# [Data supplied]

-*-

use std::ops::Range;
use std::sync::Arc;

use serde::{Deserialize, Serialize};
use thiserror::Error;

/// Default number of tasks admitted per batch
pub const DEFAULT_CONCURRENCY_LIMIT: usize = 10;

/// Queue configuration
#[derive(Debug, Clone, PartialEq, Eq, Serialize, Deserialize)]
#[serde(default)]
pub struct QueueConfig {
    /// Maximum number of tasks in flight at once; 0 is treated as 1
    #[serde(alias = "maxRequests", alias = "simultaneousRequests")]
    pub concurrency_limit: usize,
}

impl Default for QueueConfig {
    fn default() -> Self {
        Self {
            concurrency_limit: DEFAULT_CONCURRENCY_LIMIT,
        }
    }
}

impl QueueConfig {
    /// Parse a configuration from JSON. Unknown keys are ignored so the queue
    /// settings can live inside a larger options file.
    pub fn from_json_str(json: &str) -> Result<Self, ConfigError> {
        Ok(serde_json::from_str(json)?)
    }

    /// Limit actually used when partitioning
    pub fn effective_limit(&self) -> usize {
        self.concurrency_limit.max(1)
    }
}

/// Errors raised while loading a [`QueueConfig`]
#[derive(Error, Debug)]
pub enum ConfigError {
    /// The JSON document could not be parsed
    #[error("Invalid queue configuration: {0}")]
    Parse(#[from] serde_json::Error),
}

/// Callback for progress updates: `(completed, total)`
pub type ProgressCallback = Arc<dyn Fn(usize, usize) + Send + Sync>;

/// Partition of a task list into contiguous batches
#[derive(Debug, Clone, Copy, PartialEq, Eq)]
pub struct BatchPlan {
    total: usize,
    limit: usize,
}

impl BatchPlan {
    /// Plan `total` tasks in batches of `limit` (0 is treated as 1)
    pub fn new(total: usize, limit: usize) -> Self {
        Self {
            total,
            limit: limit.max(1),
        }
    }

    /// Number of batches, `ceil(total / limit)`
    pub fn batch_count(&self) -> usize {
        self.total.div_ceil(self.limit)
    }

    /// Size of every batch but possibly the last
    pub fn limit(&self) -> usize {
        self.limit
    }

    /// Total number of tasks
    pub fn total(&self) -> usize {
        self.total
    }

    /// Index ranges of each batch, in order
    pub fn ranges(&self) -> impl Iterator<Item = Range<usize>> + '_ {
        (0..self.total)
            .step_by(self.limit)
            .map(move |start| start..(start + self.limit).min(self.total))
    }
}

-*-

# [What you are asked to do]
Across the entries above, find the lines with the string "BatchPlan" and copy them.

# [Answer box]
pub struct BatchPlan {
impl BatchPlan {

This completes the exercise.